THE TASK:
What lines of the material below include the string "keeps"? Copy all of them.

SUPPLIED RECORDS:
┏━━
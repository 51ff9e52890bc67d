use std::ops::ControlFlow;

use crate::app::{ErrorCollector, Result};
use crate::domain::{Feeditem, FeeditemKey};
use crate::store::keys;
use crate::store::{index, Database};

impl Database {
    pub fn get_feeditem(&self, key: &FeeditemKey) -> Result<Option<Feeditem>> {
        let item: Option<Feeditem> = self.get_json(&key.encode())?;
        Ok(item.map(|mut item| {
            item.key = key.clone();
            item
        }))
    }

    /// Items of one feed, in the order they were first saved.
    pub fn get_feeditems(&self, feed_url: &str) -> Result<Vec<Feeditem>> {
        let raw = self.kv.get(&keys::feed_key(feed_url))?;
        let item_keys = index::ReferenceList::decode(raw.as_deref())?;

        let mut errors = ErrorCollector::new();
        let mut items = Vec::with_capacity(item_keys.len());
        for item_key in item_keys.iter() {
            let item = FeeditemKey::decode(item_key).and_then(|key| self.get_feeditem(&key));
            if let Some(Some(item)) = errors.record(item) {
                items.push(item);
            }
        }
        errors.finish()?;
        Ok(items)
    }

    /// Saves freshly fetched items in one transaction.
    ///
    /// An item that already exists keeps the UTC offset of its first-seen
    /// date, and keeps its `updated` stamp when title, url and contents are
    /// unchanged. Every item's last-seen stamp is touched, but the item itself
    /// is only rewritten when its serialized form changes.
    pub fn save_feeditems(&self, items: &[Feeditem]) -> Result<()> {
        if items.is_empty() {
            return Ok(());
        }

        let mut lock_keys = Vec::with_capacity(items.len() * 3);
        for item in items {
            let key = item.key.encode();
            lock_keys.push(keys::last_seen_key(&key));
            lock_keys.push(key);
            lock_keys.push(keys::feed_key(&item.key.feed_url));
        }

        let now = self.now();
        let written = self.in_transaction(&lock_keys, |tx| {
            let mut written = 0;
            for incoming in items {
                let key = incoming.key.encode();
                let mut item = incoming.clone();

                let previous_raw = tx.get(&key)?;
                let previous = previous_raw.as_deref().and_then(|raw| {
                    serde_json::from_slice::<Feeditem>(raw)
                        .map_err(|e| {
                            tracing::warn!(
                                "Overwriting unreadable item {}: {}",
                                String::from_utf8_lossy(&key),
                                e
                            )
                        })
                        .ok()
                });

                if let Some(previous) = &previous {
                    if let (Some(date), Some(previous_date)) = (item.date, previous.date) {
                        item.date = Some(date.with_timezone(previous_date.offset()));
                    }
                    if item.same_content(previous) {
                        item.updated = previous.updated;
                    }
                }

                self.touch_last_seen(tx, &key, now)?;

                let value = serde_json::to_vec(&item)?;
                if previous_raw.as_deref() != Some(value.as_slice()) {
                    tx.put(key.clone(), value);
                    written += 1;
                }
                index::add(tx, &keys::feed_key(&item.key.feed_url), &key)?;
            }
            Ok(written)
        })?;

        tracing::debug!("Saved {} of {} feed items", written, items.len());
        Ok(())
    }

    /// Visits every stored feed item until `visitor` breaks.
    ///
    /// Records that cannot be decoded are skipped and reported together once
    /// the walk ends.
    pub fn read_all_feeditems<F>(&self, mut visitor: F) -> Result<()>
    where
        F: FnMut(Feeditem) -> ControlFlow<()>,
    {
        let mut errors = ErrorCollector::new();
        for (key, value) in self.kv.scan_prefix(&keys::namespace(keys::FEEDITEM))? {
            let item = FeeditemKey::decode(&key).and_then(|key| {
                let mut item: Feeditem = serde_json::from_slice(&value)?;
                item.key = key;
                Ok(item)
            });
            if let Some(item) = errors.record(item) {
                if visitor(item).is_break() {
                    break;
                }
            }
        }
        errors.finish()
    }
}

#[cfg(test)]
mod tests {
    use super::*;
    use crate::app::NanorssError;
    use crate::domain::timestamp;
    use crate::store::testing::{counted_db, start_time};
    use chrono::Duration;

    fn item(feed: &str, guid: &str, title: &str) -> Feeditem {
        let mut item = Feeditem::new(FeeditemKey::new(feed, guid));
        item.title = title.into();
        item.url = format!("{}/{}", feed, guid);
        item
    }

    #[test]
    fn test_save_and_get() {
        let db = Database::in_memory().unwrap();
        db.save_feeditems(&[
            item("http://feed1", "g1", "First"),
            item("http://feed1", "g2", "Second"),
            item("http://feed2", "g1", "Other"),
        ])
        .unwrap();

        let key = FeeditemKey::new("http://feed1", "g2");
        let loaded = db.get_feeditem(&key).unwrap().unwrap();
        assert_eq!(loaded.title, "Second");
        assert_eq!(loaded.key, key);

        let titles: Vec<_> = db
            .get_feeditems("http://feed1")
            .unwrap()
            .into_iter()
            .map(|i| i.title)
            .collect();
        assert_eq!(titles, vec!["First", "Second"]);
        assert_eq!(db.get_feeditems("http://feed2").unwrap().len(), 1);
        assert!(db.get_feeditems("http://feed3").unwrap().is_empty());
    }

    #[test]
    fn test_identical_refetch_skips_primary_write() {
        let (db, kv, clock) = counted_db();
        let mut fetched = item("http://feed1", "g1", "Title");
        fetched.updated = Some(start_time());
        let key = fetched.key.encode();

        db.save_feeditems(&[fetched.clone()]).unwrap();
        assert_eq!(kv.writes_to(&key), 1);
        assert_eq!(kv.writes_to(&keys::last_seen_key(&key)), 1);

        // Within the skip window nothing is written at all.
        kv.reset();
        clock.advance(Duration::hours(1));
        fetched.updated = Some(db.now());
        db.save_feeditems(&[fetched.clone()]).unwrap();
        assert_eq!(kv.writes_to(&key), 0);
        assert_eq!(kv.writes_to(&keys::last_seen_key(&key)), 0);
        assert_eq!(kv.batches.load(std::sync::atomic::Ordering::SeqCst), 0);

        // Past it only the last-seen stamp moves.
        clock.advance(Duration::days(8));
        fetched.updated = Some(db.now());
        db.save_feeditems(&[fetched]).unwrap();
        assert_eq!(kv.writes_to(&key), 0);
        assert_eq!(kv.writes_to(&keys::last_seen_key(&key)), 1);
    }

    #[test]
    fn test_updated_carried_when_content_unchanged() {
        let db = Database::in_memory().unwrap();
        let t0 = start_time();
        let mut fetched = item("http://feed1", "g1", "Title");
        fetched.updated = Some(t0);
        db.save_feeditems(&[fetched.clone()]).unwrap();

        fetched.updated = Some(t0 + Duration::hours(1));
        db.save_feeditems(&[fetched.clone()]).unwrap();
        let loaded = db.get_feeditem(&fetched.key).unwrap().unwrap();
        assert_eq!(loaded.updated, Some(t0));

        fetched.contents = "changed".into();
        fetched.updated = Some(t0 + Duration::hours(2));
        db.save_feeditems(&[fetched.clone()]).unwrap();
        let loaded = db.get_feeditem(&fetched.key).unwrap().unwrap();
        assert_eq!(loaded.updated, Some(t0 + Duration::hours(2)));
        assert_eq!(loaded.contents, "changed");
    }

    #[test]
    fn test_first_seen_timezone_is_kept() {
        let db = Database::in_memory().unwrap();
        let mut fetched = item("http://feed1", "g1", "Title");
        fetched.date = timestamp::parse("2024-03-01T10:00:00+02:00").unwrap();
        db.save_feeditems(&[fetched.clone()]).unwrap();

        fetched.date = timestamp::parse("2024-03-01T08:00:00Z").unwrap();
        db.save_feeditems(&[fetched.clone()]).unwrap();

        let loaded = db.get_feeditem(&fetched.key).unwrap().unwrap();
        let date = loaded.date.unwrap();
        assert_eq!(date.offset().local_minus_utc(), 2 * 3600);
        assert_eq!(date, fetched.date.unwrap());
    }

    #[test]
    fn test_read_all_feeditems_visits_and_stops() {
        let db = Database::in_memory().unwrap();
        db.save_feeditems(&[
            item("http://feed1", "g1", "a"),
            item("http://feed1", "g2", "b"),
            item("http://feed2", "g1", "c"),
        ])
        .unwrap();

        let mut all = Vec::new();
        db.read_all_feeditems(|item| {
            all.push(item.key);
            ControlFlow::Continue(())
        })
        .unwrap();
        assert_eq!(all.len(), 3);
        assert!(all.contains(&FeeditemKey::new("http://feed2", "g1")));

        let mut visited = 0;
        db.read_all_feeditems(|_| {
            visited += 1;
            ControlFlow::Break(())
        })
        .unwrap();
        assert_eq!(visited, 1);
    }

    #[test]
    fn test_read_all_feeditems_reports_bad_records() {
        let db = Database::in_memory().unwrap();
        db.save_feeditems(&[item("http://feed1", "g1", "a")]).unwrap();
        db.kv.put(b"feeditem:broken", b"{}").unwrap();
        db.kv
            .put(&FeeditemKey::new("http://feed1", "g2").encode(), b"not json")
            .unwrap();

        let mut visited = 0;
        let result = db.read_all_feeditems(|_| {
            visited += 1;
            ControlFlow::Continue(())
        });
        assert_eq!(visited, 1);
        assert!(matches!(result, Err(NanorssError::Aggregate { failed: 2, .. })));
    }
}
┗━━
THE ANSWER:
    /// An item that already exists keeps the UTC offset of its first-seen
    /// date, and keeps its `updated` stamp when title, url and contents are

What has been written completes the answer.